Most computer networks have a firewall, which controls access. A firewall is perhaps the first line of defence in preventing unauthorised access, as it can screen and filter traffic attempting to get on to the network.
All traffic attempting to gain access to the network has to pass through the firewall; however, not all unauthorised attempts to gain access to a network is from people, malicious software is often used to gain access to data or disrupt a compute network, and often these programs can get past this first line of defence.
Different forms of malicious software can gain access to computer networks, and include:
- Computer Viruses and Worms
These can change or replicate existing files and programs. Computer viruses and worms often steal data and send it to unauthorised users.
Trojans appear as harmless software but contains viruses or other malicious software hidden in the program and are often downloaded by people thinking they are normal and benign programs.
Computer programs that spy on the network, reporting to unauthorised users. Often spyware can run undetected for a long time.
A botnet is a collection of computers taken over and used to perform malicious tasks. A computer network can fall victim to a botnet or unwillingly become part of one.
Computer networks are attacked in other ways too, such as bombarding the network with access requests. These targeted attacks, called denial-of-service attacks (DDoS attack), can prevent normal use as the network slows down as it tries to deal with all attempts at access.

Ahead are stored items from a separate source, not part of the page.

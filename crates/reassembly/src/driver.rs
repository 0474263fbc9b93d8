//! The bounded continuation loop.
//!
//! One operation is a sequential chain of backend rounds: round N's prompt is
//! built from the text merged after round N-1, so rounds never overlap. The
//! loop is an explicit state machine:
//!
//! ```text
//! Start -> AwaitingResult -> Complete
//!                |   ^
//!                v   |
//!             Continuing
//!
//! any transport error / cancellation -> Aborted
//! ```
//!
//! An aborted operation returns its error and discards whatever had been
//! merged so far.

use std::sync::Arc;
use std::time::Duration;

use splice_config::ReassemblyConfig;
use splice_core::{Backend, BackendError, BackendResult, GenerationRequest, Mode, ReassemblyError};
use tokio_util::sync::CancellationToken;
use tracing::{debug, info, warn};
use uuid::Uuid;

use crate::artifact::{AccumulatedArtifact, ReassemblyOutcome, StopReason};
use crate::oracle;
use crate::prompt::ContinuationPromptBuilder;

/// Drives one backend through as many continuation rounds as needed.
pub struct CompletionDriver {
    /// The Backend Client
    backend: Arc<dyn Backend>,

    /// Round budget per operation
    max_rounds: u32,

    /// Timeout applied to each backend call
    round_timeout: Option<Duration>,

    prompts: ContinuationPromptBuilder,
}

enum DriverState {
    Start,
    AwaitingResult(GenerationRequest),
    Continuing,
    Complete(StopReason),
    Aborted(ReassemblyError),
}

impl CompletionDriver {
    pub fn new(backend: Arc<dyn Backend>) -> Self {
        Self {
            backend,
            max_rounds: splice_core::MAX_ROUNDS,
            round_timeout: None,
            prompts: ContinuationPromptBuilder::default(),
        }
    }

    /// Build a driver with the round budget and timeout from configuration.
    pub fn from_config(backend: Arc<dyn Backend>, config: &ReassemblyConfig) -> Self {
        Self::new(backend)
            .with_max_rounds(config.max_rounds)
            .with_round_timeout(config.round_timeout())
    }

    pub fn with_max_rounds(mut self, max_rounds: u32) -> Self {
        self.max_rounds = max_rounds;
        self
    }

    pub fn with_round_timeout(mut self, timeout: Duration) -> Self {
        self.round_timeout = Some(timeout);
        self
    }

    pub fn with_prompt_builder(mut self, prompts: ContinuationPromptBuilder) -> Self {
        self.prompts = prompts;
        self
    }

    pub fn max_rounds(&self) -> u32 {
        self.max_rounds
    }

    /// Run one reassembly operation to completion.
    pub async fn reassemble(
        &self,
        request: GenerationRequest,
    ) -> Result<ReassemblyOutcome, ReassemblyError> {
        self.reassemble_with_cancel(request, CancellationToken::new())
            .await
    }

    /// Like [`reassemble`](Self::reassemble), but abandons the operation as
    /// soon as `cancel` fires. An in-flight backend call is dropped.
    pub async fn reassemble_with_cancel(
        &self,
        request: GenerationRequest,
        cancel: CancellationToken,
    ) -> Result<ReassemblyOutcome, ReassemblyError> {
        let operation = Uuid::new_v4();
        let mut artifact = AccumulatedArtifact::new();
        let mut state = DriverState::Start;

        loop {
            state = match state {
                DriverState::Start => {
                    if self.max_rounds == 0 {
                        DriverState::Aborted(ReassemblyError::InvalidRequest(
                            "round budget must be at least 1".into(),
                        ))
                    } else {
                        info!(
                            %operation,
                            backend = %self.backend.name(),
                            label = %request.display_label(),
                            mode = %request.mode,
                            class = %request.content_class,
                            max_rounds = self.max_rounds,
                            "Reassembly started"
                        );
                        DriverState::AwaitingResult(request.clone())
                    }
                }

                DriverState::AwaitingResult(round_request) => {
                    let round = artifact.rounds() + 1;
                    match self.send_round(round_request, &cancel, round).await {
                        Ok(result) => {
                            let signalled_complete = oracle::is_complete(&result);
                            debug!(
                                %operation,
                                round,
                                tokens = result.tokens,
                                signal = %result.finish,
                                fragment_len = result.text.len(),
                                "Round finished"
                            );
                            artifact.absorb(result);

                            match decide(&artifact, signalled_complete, &request, self.max_rounds) {
                                Some(reason) => DriverState::Complete(reason),
                                None => DriverState::Continuing,
                            }
                        }
                        Err(e) => DriverState::Aborted(e),
                    }
                }

                DriverState::Continuing => {
                    let prompt =
                        self.prompts
                            .build(artifact.text(), request.original_content(), &request);
                    debug!(
                        %operation,
                        next_round = artifact.rounds() + 1,
                        accumulated_len = artifact.text().len(),
                        "Requesting continuation"
                    );
                    DriverState::AwaitingResult(request.continuation(prompt))
                }

                DriverState::Complete(reason) => {
                    let outcome = artifact.finish(reason);
                    if reason == StopReason::BudgetExhausted {
                        warn!(
                            %operation,
                            rounds = outcome.rounds,
                            "Round budget exhausted, artifact may be incomplete"
                        );
                    }
                    info!(
                        %operation,
                        rounds = outcome.rounds,
                        tokens = outcome.tokens,
                        stop_reason = %outcome.stop_reason,
                        truncated = outcome.truncated,
                        text_len = outcome.text.len(),
                        "Reassembly complete"
                    );
                    return Ok(outcome);
                }

                DriverState::Aborted(err) => {
                    warn!(
                        %operation,
                        rounds = artifact.rounds(),
                        error = %err,
                        "Reassembly aborted, discarding partial text"
                    );
                    return Err(err);
                }
            };
        }
    }

    /// One backend round-trip, bounded by the round timeout and the
    /// cancellation token.
    async fn send_round(
        &self,
        request: GenerationRequest,
        cancel: &CancellationToken,
        round: u32,
    ) -> Result<BackendResult, ReassemblyError> {
        let completed = round - 1;
        if cancel.is_cancelled() {
            return Err(ReassemblyError::Cancelled { rounds: completed });
        }

        tokio::select! {
            biased;
            _ = cancel.cancelled() => Err(ReassemblyError::Cancelled { rounds: completed }),
            result = self.call_backend(request, round) => result.map_err(ReassemblyError::from),
        }
    }

    async fn call_backend(
        &self,
        request: GenerationRequest,
        round: u32,
    ) -> Result<BackendResult, BackendError> {
        let Some(timeout) = self.round_timeout else {
            return self.backend.send(request).await;
        };

        match tokio::time::timeout(timeout, self.backend.send(request)).await {
            Ok(result) => result,
            Err(_) => Err(BackendError::Timeout(format!(
                "backend '{}' did not answer round {round} within {}s",
                self.backend.name(),
                timeout.as_secs()
            ))),
        }
    }
}

/// Decide whether the loop stops after the round just absorbed.
///
/// Checked in order: the backend's finish signal, generate mode, the
/// length/structure heuristic (from round 2 on), the round budget.
fn decide(
    artifact: &AccumulatedArtifact,
    signalled_complete: bool,
    request: &GenerationRequest,
    max_rounds: u32,
) -> Option<StopReason> {
    let round = artifact.rounds();

    if signalled_complete {
        return Some(StopReason::NaturalStop);
    }
    if request.mode == Mode::Generate {
        return Some(StopReason::SingleShot);
    }
    if round > 1
        && oracle::looks_reasonably_complete(
            artifact.text(),
            request.original_content(),
            request.content_class,
        )
    {
        return Some(StopReason::LooksComplete);
    }
    if round >= max_rounds {
        return Some(StopReason::BudgetExhausted);
    }
    None
}
//! Completeness checks.
//!
//! [`is_complete`] trusts the backend's finish signal. [`looks_reasonably_complete`]
//! is the secondary length + structure heuristic the driver uses on later
//! rounds when the signal alone would keep it going.

use serde::Serialize;
use splice_core::{BackendResult, ContentClass, FinishSignal};

use crate::balance::{BraceScanner, BraceTally};

/// Fraction of the original length (as numerator / denominator) above which
/// a structurally balanced artifact is accepted.
pub const ACCEPTANCE_RATIO: (usize, usize) = (9, 10);

/// Ending characters that leave freeform text dangling.
const ABRUPT_FREEFORM_ENDINGS: &[char] = &[',', '(', '+', '*', '/', '-', '=', '&', '|', '<'];

/// Line endings that demand a continuation line in indentation-delimited content.
const CONTINUATION_ENDINGS: &[char] = &[':', '\\', ',', '(', '[', '{'];

/// A length-limit signal is the only one that means "cut short".
pub fn is_complete(result: &BackendResult) -> bool {
    match result.finish {
        FinishSignal::NaturalStop | FinishSignal::Unknown => true,
        FinishSignal::LengthLimit => false,
    }
}

/// Accept the merged artifact if it is at least as long as the original, or
/// nearly as long and structurally balanced for its content class.
pub fn looks_reasonably_complete(merged: &str, original: &str, class: ContentClass) -> bool {
    let (num, den) = ACCEPTANCE_RATIO;
    if merged.len() >= original.len() {
        return true;
    }
    merged.len().saturating_mul(den) >= original.len().saturating_mul(num)
        && is_structurally_balanced(merged, class)
}

pub fn is_structurally_balanced(text: &str, class: ContentClass) -> bool {
    match class {
        ContentClass::BraceDelimited => BraceScanner::scan(text).is_balanced(),
        ContentClass::TagDelimited => text.matches('<').count() == text.matches('>').count(),
        ContentClass::IndentationDelimited => text
            .lines()
            .rev()
            .map(str::trim_end)
            .find(|line| !line.is_empty())
            .is_none_or(|line| !line.ends_with(CONTINUATION_ENDINGS)),
        ContentClass::Freeform => text
            .trim_end()
            .chars()
            .next_back()
            .is_none_or(|ch| !ABRUPT_FREEFORM_ENDINGS.contains(&ch)),
    }
}

/// Everything the oracle knows about one artifact, for reporting.
#[derive(Debug, Clone, Serialize)]
pub struct Assessment {
    pub class: ContentClass,
    pub merged_len: usize,
    pub original_len: usize,
    /// Merged length as a percentage of the original, `None` when the original is empty
    pub percent: Option<u32>,
    pub balanced: bool,
    /// Brace counts, only for brace-delimited content
    #[serde(skip_serializing_if = "Option::is_none")]
    pub tally: Option<TallyReport>,
    pub looks_complete: bool,
}

#[derive(Debug, Clone, Copy, Serialize)]
pub struct TallyReport {
    pub braces: i64,
    pub parens: i64,
    pub brackets: i64,
    pub in_string: bool,
}

pub fn assess(merged: &str, original: &str, class: ContentClass) -> Assessment {
    let tally = (class == ContentClass::BraceDelimited).then(|| {
        let scanner = BraceScanner::scan(merged);
        let BraceTally {
            braces,
            parens,
            brackets,
        } = scanner.tally();
        TallyReport {
            braces,
            parens,
            brackets,
            in_string: scanner.state() != crate::balance::ScanState::Normal,
        }
    });

    Assessment {
        class,
        merged_len: merged.len(),
        original_len: original.len(),
        percent: percent_of(merged.len(), original.len()),
        balanced: is_structurally_balanced(merged, class),
        tally,
        looks_complete: looks_reasonably_complete(merged, original, class),
    }
}

/// Rough completion percentage, `None` for an empty original.
pub fn percent_of(part: usize, whole: usize) -> Option<u32> {
    if whole == 0 {
        return None;
    }
    let pct = (part as u128 * 100) / whole as u128;
    Some(u32::try_from(pct).unwrap_or(u32::MAX))
}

Protecting Against Threats
Besides the firewall, antivirus software forms the next line of defence against malicious programs. Designed to detect these types of threats, these programs remove or quarantine malicious software before they can do damage to the network.
Antivirus software is essential for any business network and needs regular updating to make sure the program is familiar with all the latest types of threats.
Another essential method for ensuring security is to establish accurate synchronisation of the network. Making sure all machines are running the exact same time will prevent malicious software and users from taking advantage of time lapses. Synchronising to a NTP server (Network Time Protocol) is a common method of ensuring synchronised time. While many NTP servers exist online, these are not very secure as malicious software can hijack the time signal and enter the computer firewall via the NTP port.
Furthermore, online NTP servers can also be attacked leading to the incorrect time being sent to computer networks that access the time from them. A more secure method of getting precise time is to use a dedicated NTP server that works externally to the computer network and receives the time from a GPS (Global Positioning System) source.